Том что-то читал, Эд проверял аппарат Тенсинга, Чарлз Эванс, спокойный, как всегда, делал какие-то заметки, Джон с белым, как его кепка, лицом, покрытым толстым слоем глетчерной мази, с кем-то разговаривал, скашивая каждую минуту глаза наверх.
Шерпы топали вокруг в громоздких ботинках или, лежа в большой палатке, болтали. Механизм штурма был готов к старту, ближайшие дни должны выявить стартера.
Сразу после 4 часов вернулась группа Джорджа Бенда и рассказала нам о том, что делается на стене. В это время мы с Джоном собирались уже выйти вверх вслед за шерпами. Джон решил сопровождать меня до лагеря V как для того, чтобы проследить за моим дальнейшим подъемом, так и для того, чтобы испытать свой кислородный аппарат. Что касается моего аппарата, то мужества у меня не хватило, и я отложил его испытания на завтра. Хватит на один день. При двухлитровом расходе Джону идти было трудно, и он дважды, остановившись, просил меня отрегулировать аппарат. Даже при этих условиях мы дошли до лагеря V точно за час. Шерпы уже были там. Джон собирался решить некоторые задачи, относящиеся к радиосвязи, однако не смог добиться ни малейшего ответа от лагеря IV. Полный радужных надежд, я суетился вокруг предназначенных для заброски тюков, и в частности присоединил к своему станку восьмикилограммовый баллон. Как всегда бывает, что-то заедало, испытывая мои нервы, когда тяжелый баллон влезал в контейнер. Мои восемь шерпов разгрузились и занялись приготовлением пищи. Было 5.30. Хотя солнце нас ещё освещало, было холодно и ветрено. Мы с Джоном попрощались.
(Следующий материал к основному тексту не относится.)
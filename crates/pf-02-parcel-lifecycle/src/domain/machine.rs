//! # Lifecycle Service
//!
//! The single writer of `Parcel.status` and the per-edge metadata it carries
//! (`sort_bin`/`route_code`, `manifest_number`, `exception_reason`).
//!
//! Every attempt is one atomic read-validate-write unit against the parcel's
//! current status: read, validate the edge, CAS the new state, append the
//! audit record. The store only needs compare-and-swap semantics; a lost
//! race surfaces as `StaleState` and the caller re-reads and retries.
//!
//! The caller's deadline covers only the read-and-validate phase. The CAS
//! commit and the audit append run outside it, so a timeout can never fire
//! after the store has already swapped: once validation passes, the attempt
//! either commits or reports a lost race.
//!
//! ## Attempt flow
//!
//! ```text
//! ┌─ deadline ──────────────────────────────────────────────────────┐
//! │ read parcel ──missing──→ Rejected(ParcelNotFound)               │
//! │     │                                                           │
//! │ already in target w/ equivalent metadata? ──yes──→ NoOp         │
//! │     │no                                                         │
//! │ edge legal? metadata complete? manifest open? ──no──→ Rejected  │
//! └─────┼───────────────────────────────────────────────────────────┘
//!       │yes
//! CAS(version) ──lost race──→ Rejected(StaleState)
//!     │won
//! append audit ──failed──→ compensate CAS, AuditWriteFailed
//!     │ok
//! Applied
//! ```

use crate::domain::transitions::{missing_metadata, transition_allowed};
use crate::ports::inbound::{ParcelLifecycleApi, TransitionReceipt, TransitionRequest};
use crate::ports::outbound::{AuditSink, ManifestRepository, ParcelRepository};
use async_trait::async_trait;
use shared_types::{
    ManifestType, Operation, OperationOutcome, Parcel, ParcelStatus, StationId, TimeSource,
    TransitionError, TransitionMetadata,
};
use std::sync::Arc;
use tracing::{debug, error, info, warn};
use uuid::Uuid;

/// The parcel state machine service.
pub struct LifecycleService {
    parcels: Arc<dyn ParcelRepository>,
    manifests: Arc<dyn ManifestRepository>,
    audit: Arc<dyn AuditSink>,
    time: Arc<dyn TimeSource>,
}

/// A validated attempt, ready to commit.
enum Validated {
    /// Repeat scan, nothing to write.
    NoOpRepeat(Parcel),
    /// The edge checked out; `updated` is the post-image to swap in.
    Apply { prior: Parcel, updated: Parcel },
}

/// A committed attempt.
struct AttemptSuccess {
    /// Pre-image, kept for compensation if the audit append fails.
    prior: Parcel,
    /// Post-image (identical to `prior` for a no-op repeat).
    updated: Parcel,
    no_op: bool,
}

/// A rejected attempt, with whatever context the read phase produced.
struct AttemptFailure {
    error: TransitionError,
    from_status: Option<ParcelStatus>,
    station_id: Option<StationId>,
}

impl AttemptFailure {
    fn early(error: TransitionError) -> Self {
        Self {
            error,
            from_status: None,
            station_id: None,
        }
    }

    fn on(parcel: &Parcel, error: TransitionError) -> Self {
        Self {
            error,
            from_status: Some(parcel.status),
            station_id: Some(parcel.station_id.clone()),
        }
    }
}

impl LifecycleService {
    pub fn new(
        parcels: Arc<dyn ParcelRepository>,
        manifests: Arc<dyn ManifestRepository>,
        audit: Arc<dyn AuditSink>,
        time: Arc<dyn TimeSource>,
    ) -> Self {
        Self {
            parcels,
            manifests,
            audit,
            time,
        }
    }

    /// The read-and-validate phase, run under the caller's deadline. Performs
    /// no writes; the commit happens in `commit`, outside the deadline.
    async fn validate(&self, request: &TransitionRequest) -> Result<Validated, AttemptFailure> {
        let parcel = self
            .parcels
            .get(&request.tracking_number)
            .await
            .map_err(|err| AttemptFailure::early(err.into()))?;

        let Some(parcel) = parcel else {
            return Err(AttemptFailure::early(TransitionError::ParcelNotFound(
                request.tracking_number.clone(),
            )));
        };

        // Idempotent repeat scan: already there, nothing to write.
        if is_noop_repeat(&parcel, request.to_status, &request.metadata) {
            return Ok(Validated::NoOpRepeat(parcel));
        }

        if !transition_allowed(parcel.status, request.to_status) {
            let error = TransitionError::InvalidTransition {
                from: parcel.status,
                to: request.to_status,
            };
            return Err(AttemptFailure::on(&parcel, error));
        }

        if let Some(field) = missing_metadata(request.to_status, &request.metadata) {
            let error = TransitionError::MissingMetadata {
                field,
                to: request.to_status,
            };
            return Err(AttemptFailure::on(&parcel, error));
        }

        if request.to_status == ParcelStatus::Dispatched {
            self.check_outbound_manifest(&parcel, &request.metadata)
                .await?;
        }

        let mut updated = parcel.clone();
        apply_effect(&mut updated, request.to_status, &request.metadata, self.time.now());

        Ok(Validated::Apply {
            prior: parcel,
            updated,
        })
    }

    /// Commits a validated attempt. Runs outside the caller's deadline, so
    /// the swap either lands or surfaces a lost race; it is never abandoned
    /// mid-write by a timeout.
    async fn commit(&self, validated: Validated) -> Result<AttemptSuccess, AttemptFailure> {
        let (prior, updated) = match validated {
            Validated::NoOpRepeat(parcel) => {
                return Ok(AttemptSuccess {
                    updated: parcel.clone(),
                    prior: parcel,
                    no_op: true,
                });
            }
            Validated::Apply { prior, updated } => (prior, updated),
        };

        let swapped = self
            .parcels
            .compare_and_swap(prior.version, updated.clone())
            .await
            .map_err(|err| AttemptFailure::on(&prior, err.into()))?;

        if !swapped {
            let error = TransitionError::StaleState {
                tracking_number: prior.tracking_number.clone(),
                expected_version: prior.version,
            };
            return Err(AttemptFailure::on(&prior, error));
        }

        Ok(AttemptSuccess {
            prior,
            updated,
            no_op: false,
        })
    }

    /// Dispatch precondition: the named manifest must be an open outbound
    /// manifest at the parcel's current station. Membership maintenance is
    /// the manifest collaborator's job, not the state machine's.
    async fn check_outbound_manifest(
        &self,
        parcel: &Parcel,
        metadata: &TransitionMetadata,
    ) -> Result<(), AttemptFailure> {
        // Presence was validated with the rest of the metadata.
        let Some(manifest_number) = metadata.manifest_number.as_ref() else {
            return Ok(());
        };

        let manifest = self
            .manifests
            .get(manifest_number)
            .await
            .map_err(|err| AttemptFailure::on(parcel, err.into()))?;

        let acceptable = manifest.as_ref().is_some_and(|m| {
            m.is_open && m.manifest_type == ManifestType::Outbound && m.station_id == parcel.station_id
        });

        if acceptable {
            Ok(())
        } else {
            Err(AttemptFailure::on(
                parcel,
                TransitionError::ManifestNotOpen(manifest_number.clone()),
            ))
        }
    }

    /// Reverses a CAS write whose audit record could not be persisted.
    ///
    /// Restores the pre-image under a fresh version so the un-audited change
    /// does not survive. An external store providing real transactions makes
    /// this path unreachable.
    async fn compensate(&self, success: &AttemptSuccess) {
        let mut restored = success.prior.clone();
        restored.version = success.updated.version + 1;

        match self
            .parcels
            .compare_and_swap(success.updated.version, restored)
            .await
        {
            Ok(true) => {
                warn!(
                    tracking_number = %success.prior.tracking_number,
                    "compensated state change after audit write failure"
                );
            }
            Ok(false) | Err(_) => {
                error!(
                    tracking_number = %success.prior.tracking_number,
                    "failed to compensate state change after audit write failure"
                );
            }
        }
    }

    fn build_record(
        &self,
        request: &TransitionRequest,
        from_status: Option<ParcelStatus>,
        station_id: Option<StationId>,
        outcome: OperationOutcome,
    ) -> Operation {
        Operation {
            operation_id: Uuid::new_v4(),
            recorded_at: self.time.now(),
            operator_id: request.operator_id.clone(),
            tracking_number: request.tracking_number.clone(),
            station_id,
            from_status,
            to_status: request.to_status,
            outcome,
            metadata: request.metadata.clone(),
        }
    }
}

#[async_trait]
impl ParcelLifecycleApi for LifecycleService {
    async fn apply_transition(
        &self,
        request: TransitionRequest,
    ) -> Result<TransitionReceipt, TransitionError> {
        debug!(
            tracking_number = %request.tracking_number,
            to_status = %request.to_status,
            operator = %request.operator_id,
            "transition attempt"
        );

        let validated = match request.timeout {
            Some(limit) => match tokio::time::timeout(limit, self.validate(&request)).await {
                Ok(outcome) => outcome,
                Err(_) => Err(AttemptFailure::early(TransitionError::Timeout)),
            },
            None => self.validate(&request).await,
        };

        // The commit is outside the deadline: a timeout firing after the
        // store swapped would record a rejection for an applied change.
        let attempt = match validated {
            Ok(validated) => self.commit(validated).await,
            Err(failure) => Err(failure),
        };

        // Exactly one audit record per attempt, appended outside the
        // caller's deadline so even a timed-out scan leaves a trace.
        match attempt {
            Ok(success) => {
                let outcome = if success.no_op {
                    OperationOutcome::NoOp
                } else {
                    OperationOutcome::Applied
                };
                let record = self.build_record(
                    &request,
                    Some(success.prior.status),
                    Some(success.prior.station_id.clone()),
                    outcome,
                );
                let operation_id = record.operation_id;

                match self.audit.insert(record).await {
                    Ok(_) => {
                        if success.no_op {
                            debug!(
                                tracking_number = %request.tracking_number,
                                status = %success.updated.status,
                                "no-op repeat scan"
                            );
                        } else {
                            info!(
                                tracking_number = %request.tracking_number,
                                from = %success.prior.status,
                                to = %success.updated.status,
                                version = success.updated.version,
                                "transition applied"
                            );
                        }
                        Ok(TransitionReceipt {
                            parcel: success.updated,
                            no_op: success.no_op,
                            operation_id,
                        })
                    }
                    Err(err) => {
                        error!(
                            tracking_number = %request.tracking_number,
                            error = %err,
                            "audit write failed, aborting transition"
                        );
                        if !success.no_op {
                            self.compensate(&success).await;
                        }
                        Err(TransitionError::AuditWriteFailed(err.0))
                    }
                }
            }
            Err(failure) => {
                let record = self.build_record(
                    &request,
                    failure.from_status,
                    failure.station_id,
                    OperationOutcome::Rejected {
                        reason: failure.error.to_string(),
                    },
                );
                warn!(
                    tracking_number = %request.tracking_number,
                    to_status = %request.to_status,
                    error = %failure.error,
                    "transition rejected"
                );
                // The rejection record is part of the contract too; losing it
                // is an audit failure in its own right.
                self.audit.insert(record).await?;
                Err(failure.error)
            }
        }
    }
}

/// True when the parcel is already in `to` with equivalent effective
/// metadata, so the scan is a repeat rather than a new change.
///
/// Equivalence is per edge, against what the applied transition recorded on
/// the parcel: a different bin on a sorted parcel, a different manifest on a
/// dispatched one, or a different reason on an exception is a rejected
/// re-attempt, not a repeat.
fn is_noop_repeat(parcel: &Parcel, to: ParcelStatus, metadata: &TransitionMetadata) -> bool {
    if parcel.status != to {
        return false;
    }
    match to {
        ParcelStatus::Sorted => {
            parcel.sort_bin == metadata.sort_bin && parcel.route_code == metadata.route_code
        }
        ParcelStatus::Dispatched => parcel.manifest_number == metadata.manifest_number,
        ParcelStatus::Returned | ParcelStatus::Lost => {
            parcel.exception_reason == metadata.reason
        }
        _ => true,
    }
}

/// Mutates the post-image for an applied transition. Each edge records its
/// effective metadata on the parcel; repeat detection compares against it.
fn apply_effect(
    parcel: &mut Parcel,
    to: ParcelStatus,
    metadata: &TransitionMetadata,
    now: shared_types::Timestamp,
) {
    parcel.status = to;
    parcel.last_transition_at = now;
    parcel.version += 1;
    match to {
        ParcelStatus::Sorted => {
            parcel.sort_bin = metadata.sort_bin.clone();
            parcel.route_code = metadata.route_code.clone();
        }
        ParcelStatus::Dispatched => {
            parcel.manifest_number = metadata.manifest_number.clone();
        }
        ParcelStatus::Returned | ParcelStatus::Lost => {
            parcel.exception_reason = metadata.reason.clone();
        }
        _ => {}
    }
}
— Ладно, я сделаю все, что в моих силах,— сказал я.
— Если можете, Уилф, дойдите до Седла. Это наиболее важное, и все зависит от этого.
— Возможно, что мне не удастся поднять все грузы.
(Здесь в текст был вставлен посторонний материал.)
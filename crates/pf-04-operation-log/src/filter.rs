//! Query filters over the operation log.

use shared_types::{Operation, OperationOutcome, OperatorId, ParcelStatus, StationId, Timestamp, TrackingNumber};

/// Outcome class, for filtering without matching on rejection reasons.
#[derive(Debug, Clone, Copy, PartialEq, Eq)]
pub enum OutcomeKind {
    Applied,
    NoOp,
    Rejected,
}

impl OutcomeKind {
    pub fn of(outcome: &OperationOutcome) -> Self {
        match outcome {
            OperationOutcome::Applied => Self::Applied,
            OperationOutcome::NoOp => Self::NoOp,
            OperationOutcome::Rejected { .. } => Self::Rejected,
        }
    }
}

/// Conjunctive filter: a record matches when every set field matches.
/// An empty filter matches everything.
#[derive(Debug, Clone, Default)]
pub struct OperationFilter {
    pub tracking_number: Option<TrackingNumber>,
    pub station_id: Option<StationId>,
    pub operator_id: Option<OperatorId>,
    /// Inclusive lower bound on `recorded_at`.
    pub from: Option<Timestamp>,
    /// Exclusive upper bound on `recorded_at`.
    pub until: Option<Timestamp>,
    pub outcome: Option<OutcomeKind>,
    pub to_status: Option<ParcelStatus>,
}

impl OperationFilter {
    pub fn new() -> Self {
        Self::default()
    }

    pub fn with_tracking_number(mut self, tracking_number: impl Into<TrackingNumber>) -> Self {
        self.tracking_number = Some(tracking_number.into());
        self
    }

    pub fn with_station(mut self, station_id: impl Into<StationId>) -> Self {
        self.station_id = Some(station_id.into());
        self
    }

    pub fn with_operator(mut self, operator_id: impl Into<OperatorId>) -> Self {
        self.operator_id = Some(operator_id.into());
        self
    }

    pub fn since(mut self, from: Timestamp) -> Self {
        self.from = Some(from);
        self
    }

    pub fn until(mut self, until: Timestamp) -> Self {
        self.until = Some(until);
        self
    }

    pub fn with_outcome(mut self, outcome: OutcomeKind) -> Self {
        self.outcome = Some(outcome);
        self
    }

    pub fn with_to_status(mut self, to_status: ParcelStatus) -> Self {
        self.to_status = Some(to_status);
        self
    }

    pub fn matches(&self, record: &Operation) -> bool {
        if let Some(tracking) = &self.tracking_number {
            if &record.tracking_number != tracking {
                return false;
            }
        }
        if let Some(station) = &self.station_id {
            if record.station_id.as_ref() != Some(station) {
                return false;
            }
        }
        if let Some(operator) = &self.operator_id {
            if &record.operator_id != operator {
                return false;
            }
        }
        if let Some(from) = self.from {
            if record.recorded_at < from {
                return false;
            }
        }
        if let Some(until) = self.until {
            if record.recorded_at >= until {
                return false;
            }
        }
        if let Some(outcome) = self.outcome {
            if OutcomeKind::of(&record.outcome) != outcome {
                return false;
            }
        }
        if let Some(to_status) = self.to_status {
            if record.to_status != to_status {
                return false;
            }
        }
        true
    }
}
— Возьмите Ануллу и, если придется, идите один, как я уже говорил; тех, которые не смогут идти с вами, оставьте для Чарлза Уайли. С ним должно быть побольше людей. Здесь есть лишний аппарат, оставленный Джорджем Лоу, и Ануллу может им воспользоваться.
— Ладно, я достал для Ануллу маску Джорджа.
— Прекрасно, до свидания, Уилф, и счастливого пути! Мы будем наблюдать за вами.
— До свидания, Джон, счастливого спуска!
В этот вечер я записал в дневник:
«Солнце зашло, и стало очень холодно. Рад залезть с замерзшими пальцами в спальный мешок. Странное чувство одолевает меня при взгляде на Лхоцзе. Друг он или враг? Кто бы то ни был, он колоссален. Что-то мне немного одиноко и страшно».